ElementalI don’t know what I was expecting, but it wasn’t this. I had no idea that a place like Forbidden Planet existed. It’s a store dedicated to science fiction, fantasy, horror and “cult entertainment”. They’ve got graphic novels, anime, manga, videos of every SF show ever made…astounding. In the midst of the SF section, they had set up a table with a pile of books for Steve, Lee, and Stel to sign. They were joined by Michael Marshall Smith, one of the other authors in the Elemental anthology. For an hour they signed books and chatted with customers.

And then there was Liam. Picture a little boy, very slight, about nine years old. Now put him in a Jedi cloak and give him a lightsabre. Further, give him no parental supervision and free range. He understood that the four people at the table were some sort of celebrity and that things signed by them were more valuable, so he brought them all manner of things to sign, none of which had anything to do with Elemental. They were remarkably gracious and Liam did break up the monotony of the signing, I’m sure.

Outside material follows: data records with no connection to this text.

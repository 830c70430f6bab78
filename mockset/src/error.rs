// vim: tw=80
//! Everything that can go wrong while matching, invoking or verifying
//! expectations.

use std::{error, fmt, rc::Rc};

use thiserror::Error;

use crate::invocation::{Invocation, TypeInfo};

/// A failure produced on purpose by a [`Throw`](crate::Throw) action.
///
/// It wraps the very error object that the action was configured with.
/// Every invocation of the action yields a handle to the same object, so
/// tests can check identity with [`Thrown::is`].
#[derive(Clone)]
pub struct Thrown(Rc<dyn error::Error>);

impl Thrown {
    pub fn new(error: Rc<dyn error::Error>) -> Self {
        Thrown(error)
    }

    /// Try to view the thrown error as a concrete type.
    pub fn downcast_ref<E>(&self) -> Option<&E>
        where E: error::Error + 'static
    {
        self.0.downcast_ref::<E>()
    }

    pub fn error(&self) -> &Rc<dyn error::Error> {
        &self.0
    }

    /// Is this the very same error object as `other`?
    pub fn is(&self, other: &Rc<dyn error::Error>) -> bool {
        Rc::ptr_eq(&self.0, other)
    }
}

impl fmt::Debug for Thrown {
    fn fmt(&self, f: &mut fmt::Formatter<'_>) -> fmt::Result {
        f.debug_tuple("Thrown").field(&self.0).finish()
    }
}

impl fmt::Display for Thrown {
    fn fmt(&self, f: &mut fmt::Formatter<'_>) -> fmt::Result {
        self.0.fmt(f)
    }
}

impl error::Error for Thrown {
    fn source(&self) -> Option<&(dyn error::Error + 'static)> {
        self.0.source()
    }
}

/// One reason why an expectation did not accept an invocation.
#[derive(Clone, Debug, Eq, PartialEq)]
pub enum MismatchReason {
    /// The call was made on a different mock object
    Receiver { expected: String, actual: String },
    /// The method name was rejected
    Method { expected: String, actual: String },
    ParameterTypes { expected: Vec<TypeInfo>, actual: Vec<TypeInfo> },
    ArgumentCount { expected: usize, actual: usize },
    /// Argument `index` was rejected by its matcher.  `case` is the
    /// rendered case tree of the failing predicate.
    Argument { index: usize, actual: String, case: String },
    /// The expectation has already been invoked as often as allowed
    Exhausted(String),
    /// The expectation is part of a sequence and it isn't its turn
    OutOfOrder(String),
}

impl fmt::Display for MismatchReason {
    fn fmt(&self, f: &mut fmt::Formatter<'_>) -> fmt::Result {
        match self {
            MismatchReason::Receiver{expected, actual} => write!(f,
                "receiver mismatch: expected {}, but was {}", expected, actual),
            MismatchReason::Method{expected, actual} => write!(f,
                "method name mismatch: expected {}, but was {}", expected,
                actual),
            MismatchReason::ParameterTypes{expected, actual} => write!(f,
                "parameter types mismatch: expected ({}), but was ({})",
                join(expected), join(actual)),
            MismatchReason::ArgumentCount{expected, actual} => write!(f,
                "argument count mismatch: expected {}, but was {}", expected,
                actual),
            MismatchReason::Argument{index, actual, case} => write!(f,
                "argument {} mismatch: {} was rejected by\n{}", index, actual,
                indent(case, "  ")),
            MismatchReason::Exhausted(d) =>
                write!(f, "cardinality exhausted: {}", d),
            MismatchReason::OutOfOrder(d) => write!(f, "out of order: {}", d),
        }
    }
}

/// Why one expectation did not match an invocation.
#[derive(Clone, Debug, Eq, PartialEq)]
pub struct Mismatch {
    /// Description of the rejecting expectation
    pub expectation: String,
    pub reasons: Vec<MismatchReason>,
}

impl Mismatch {
    pub fn new(expectation: String, reasons: Vec<MismatchReason>) -> Self {
        Mismatch{expectation, reasons}
    }
}

/// Per-expectation diagnostics attached to an unexpected invocation.
#[derive(Clone, Debug, Default, Eq, PartialEq)]
pub struct MismatchReport(pub Vec<Mismatch>);

impl MismatchReport {
    /// All reasons given by all expectations, in registration order.
    pub fn reasons(&self) -> impl Iterator<Item = &MismatchReason> {
        self.0.iter().flat_map(|m| m.reasons.iter())
    }
}

impl fmt::Display for MismatchReport {
    fn fmt(&self, f: &mut fmt::Formatter<'_>) -> fmt::Result {
        if self.0.is_empty() {
            return f.write_str("no expectations have been registered");
        }
        f.write_str("expectations:")?;
        for mismatch in self.0.iter() {
            write!(f, "\n  - {}", indent(&mismatch.expectation, "    "))?;
            for reason in mismatch.reasons.iter() {
                let reason = reason.to_string();
                write!(f, "\n      {}", indent(&reason, "      "))?;
            }
        }
        Ok(())
    }
}

#[derive(Clone, Debug, Error)]
pub enum Error {
    /// A failure simulated by an action.  This is the intended behavior of
    /// the mock, not an error of the engine.
    #[error(transparent)]
    Thrown(Thrown),

    /// No expectation accepted the invocation
    #[error("unexpected invocation: {invocation}\n{report}")]
    UnexpectedInvocation { invocation: String, report: MismatchReport },

    /// An expectation's cardinality was not satisfied at verification time
    #[error("{reason}: {description}")]
    Unsatisfied { reason: String, description: String },

    /// The test itself is broken: an expectation was specified incorrectly
    #[error("malformed expectation: {0}")]
    Malformed(String),

    #[error("return type mismatch: expected {expected}, \
        but the action returned {actual}")]
    ReturnType { expected: TypeInfo, actual: TypeInfo },

    #[error("no default value is known for return type {return_type}")]
    NoDefaultValue { return_type: TypeInfo },
}

impl Error {
    /// Was this error produced on purpose by a [`Throw`](crate::Throw)
    /// action?
    pub fn is_thrown(&self) -> bool {
        matches!(self, Error::Thrown(_))
    }

    pub(crate) fn unexpected(invocation: &Invocation, mismatches: Vec<Mismatch>)
        -> Self
    {
        Error::UnexpectedInvocation {
            invocation: invocation.to_string(),
            report: MismatchReport(mismatches)
        }
    }

    /// The mismatch report of an unexpected invocation, if this is one.
    pub fn report(&self) -> Option<&MismatchReport> {
        match self {
            Error::UnexpectedInvocation{report, ..} => Some(report),
            _ => None
        }
    }
}

/// Prefix every line of `text` but the first with `prefix`
pub(crate) fn indent(text: &str, prefix: &str) -> String {
    text.lines()
        .collect::<Vec<_>>()
        .join(&format!("\n{}", prefix))
}

fn join(types: &[TypeInfo]) -> String {
    types.iter()
        .map(ToString::to_string)
        .collect::<Vec<_>>()
        .join(", ")
}

#[cfg(test)]
mod t {
    use pretty_assertions::assert_eq;
    use super::*;

    #[test]
    fn indent_multiline() {
        assert_eq!("a\n  b\n  c", indent("a\nb\nc", "  "));
    }

    #[test]
    fn indent_single_line() {
        assert_eq!("abc", indent("abc", "    "));
    }

    #[test]
    fn report_display() {
        let report = MismatchReport(vec![
            Mismatch::new("expected once: a.b()".to_string(), vec![
                MismatchReason::ArgumentCount{expected: 0, actual: 1},
                MismatchReason::Exhausted("expected once".to_string())
            ])
        ]);
        assert_eq!("expectations:\n  \
            - expected once: a.b()\n      \
              argument count mismatch: expected 0, but was 1\n      \
              cardinality exhausted: expected once",
            report.to_string());
    }

    #[test]
    fn parameter_types_display() {
        let reason = MismatchReason::ParameterTypes {
            expected: vec![TypeInfo::of::<u8>(), TypeInfo::of::<bool>()],
            actual: vec![]
        };
        assert_eq!(
            "parameter types mismatch: expected (u8, bool), but was ()",
            reason.to_string());
    }
}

I spent money on books. I bought a copy of Elemental , of course, as well as Stel’s Gene, Tobias Buckell’s Crystal Rain, Steve’s Inheritance, and the Doctor Who short story anthology Short Trips: Past Tense. Whew. That’s a lot of reading material.

After the signing, everyone except Michael Marshall Smith went to another pub, which I’ve forgotten the name of, and met up with Ian Farrington (editor of the Dr. Who anthology I had purchased), Simon Guerrier, Joseph Lidster (two of the authors in it) and Lizzie, a voice actor for Dr. Who as well as one of the anthology authors. We geeked out on Dr. Who for a while, which was very satisfying for me.

I also indulged in a pint of Cider, which you can’t get in Iceland. Mmmm….

Then we were off to Woodlands, although by this point the group had dwindled to just Steve, Lee, Stel and me. This was a phenomonal vegetarian Indian restaraunt that Steve had recommended. It was just around the corner from his dad’s office, so Steve just asked the chef to send out a variety of food for us. All of it was exquisite. I highly recommend this place next time you are in London.

After far too much food, we all waddled back to our various accomodations. To my surprise, the dorm room in the hostel was clean. Only two bunks showed signs of residents, although neither one was in when I got back. I got into bed and collapsed, satisfied with the day.

Later, I discovered that everyone had moved out except for the two who snored.

In the morning, I packed my bags and headed to Steve and Lee’s hotel. While the hostel was fine for sleeping (aside from snoring boys) the showers were so awful as to be almost unusable. Each shower had a single thin stream of water about the width of my little finger. There was no way to adjust the temperature. There was also no way I was going to be able to wash my hair in it. Saturday, I just didn’t wash my hair, and counted on product to see me through the day, but Sunday, Steve and Lee said I could use theirs. Ah, heaven.

Once I was clean and presentable, we went out for sightseeing. First stop, 221B Baker Street for the Sherlock Holmes museum. This was interesting because they treat it as if Holmes and Watson were real people so the whole thing is laid out as if it were really their flats. I don’t think it gives me anymore insight into the stories, but it does make me revise my idea of room size. The rooms were tiny, tiny, tiny.

Then it was off to Whitechapel to look at the narrow streets where Jack the Ripper dwelled.

And then it was time for tea. We elected to go back to their hotel and have tea there. I so love clotted cream.

And that was the last of my London adventures. I caught the train back to the airport, and now I’m home.